That first spring he was all about business and getting ready for the season, so I didn’t get to know him a ton right away. But when we got up to Toronto, we started to do contrast sessions in the hot and cold tubs — Roy in one, me in the other, then we’d switch.
I’d never done the cold tub before I became a Blue Jay, so that first time around Doc spent half the time just laughing at me because I’m in there freezing my ass off, and shivering, and hollering about it, and he’s just over there in the other tub like it’s no big deal. Like he’s an amphibian or something.
But at one point he turns to me out of nowhere and is like, “So … what’s your approach?”
I sorta froze.
I didn’t really know what to do with that. Nobody had ever asked about my approach to pitching before. And now I have Roy Friggin’ Halladay looking for a response to it?

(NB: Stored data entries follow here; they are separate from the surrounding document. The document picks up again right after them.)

use crate::utils::error::{GenError, Result};
use regex::Regex;
use serde::Deserialize;
use std::path::Path;

/// Optional `portlist.toml`; every key falls back to the built-in default when absent.
#[derive(Debug, Clone, Default, Deserialize)]
pub struct TomlConfig {
    #[serde(default)]
    pub sources: SourcesConfig,
    #[serde(default)]
    pub output: OutputConfig,
}

#[derive(Debug, Clone, Default, Deserialize)]
pub struct SourcesConfig {
    pub ports: Option<String>,
    pub categories: Option<String>,
    pub userstyles_url: Option<String>,
}

#[derive(Debug, Clone, Default, Deserialize)]
pub struct OutputConfig {
    pub readme: Option<String>,
}

impl TomlConfig {
    pub fn from_file<P: AsRef<Path>>(path: P) -> Result<Self> {
        let path = path.as_ref();
        let content = std::fs::read_to_string(path)
            .map_err(|e| GenError::io(path.display().to_string(), e))?;
        Self::from_toml_str(&content)
    }

    pub fn from_toml_str(content: &str) -> Result<Self> {
        let processed = Self::substitute_env_vars(content)?;

        toml::from_str(&processed).map_err(|e| GenError::ConfigError {
            message: format!("TOML parsing error: {}", e),
        })
    }

    /// 替換環境變數 (例如 ${USERSTYLES_URL})；未設定的變數保持原樣
    fn substitute_env_vars(content: &str) -> Result<String> {
        let re = Regex::new(r"\$\{([^}]+)\}").map_err(|e| GenError::ConfigError {
            message: e.to_string(),
        })?;

        let result = re.replace_all(content, |caps: &regex::Captures| {
            let var_name = &caps[1];
            std::env::var(var_name).unwrap_or_else(|_| format!("${{{}}}", var_name))
        });

        Ok(result.into_owned())
    }
}

#[cfg(test)]
mod tests {
    use super::*;
    use std::io::Write;
    use tempfile::NamedTempFile;

    #[test]
    fn test_parse_full_config() {
        let config = TomlConfig::from_toml_str(
            r#"
[sources]
ports = "data/ports.yml"
categories = "data/categories.yml"
userstyles_url = "https://example.com/userstyles.yml"

[output]
readme = "docs/README.md"
"#,
        )
        .unwrap();

        assert_eq!(config.sources.ports.as_deref(), Some("data/ports.yml"));
        assert_eq!(
            config.sources.userstyles_url.as_deref(),
            Some("https://example.com/userstyles.yml")
        );
        assert_eq!(config.output.readme.as_deref(), Some("docs/README.md"));
    }

    #[test]
    fn test_empty_config_is_all_defaults() {
        let config = TomlConfig::from_toml_str("").unwrap();
        assert!(config.sources.ports.is_none());
        assert!(config.output.readme.is_none());
    }

    #[test]
    fn test_env_var_substitution() {
        std::env::set_var("PORTLIST_TEST_USERSTYLES", "https://mirror.example.com/u.yml");

        let config = TomlConfig::from_toml_str(
            "[sources]\nuserstyles_url = \"${PORTLIST_TEST_USERSTYLES}\"\nports = \"${PORTLIST_TEST_UNSET}\"\n",
        )
        .unwrap();

        assert_eq!(
            config.sources.userstyles_url.as_deref(),
            Some("https://mirror.example.com/u.yml")
        );
        assert_eq!(config.sources.ports.as_deref(), Some("${PORTLIST_TEST_UNSET}"));

        std::env::remove_var("PORTLIST_TEST_USERSTYLES");
    }

    #[test]
    fn test_invalid_toml_is_config_error() {
        let err = TomlConfig::from_toml_str("[sources\nports = 1").unwrap_err();
        assert!(matches!(err, GenError::ConfigError { .. }));
    }

    #[test]
    fn test_config_from_file() {
        let mut temp_file = NamedTempFile::new().unwrap();
        temp_file
            .write_all(b"[output]\nreadme = \"README.md\"\n")
            .unwrap();

        let config = TomlConfig::from_file(temp_file.path()).unwrap();
        assert_eq!(config.output.readme.as_deref(), Some("README.md"));
    }
}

I tried to play it calm, like I was contemplating the question, but my mind was racing a mile a minute. Like, Oh man, is there an obvious right answer that I can’t miss? Or is there a clearly wrong answer? What should I say?
“Umm … I just try to throw heaters by guys. And if I get ahead, I throw my curveball as hard as I can.”
Roy just started laughing.
Like for a while.
And I’m just shaking my head, like, What? What! Dude, what’s so funny?
The more I went on and tried to make my case … the more Doc laughed. And that one conversation we had early on, with me sitting in that freezing cold water, was really kind of the start of it all for me in terms of transitioning from being a hard-thrower to being a pitcher.
Everything changed for me after that.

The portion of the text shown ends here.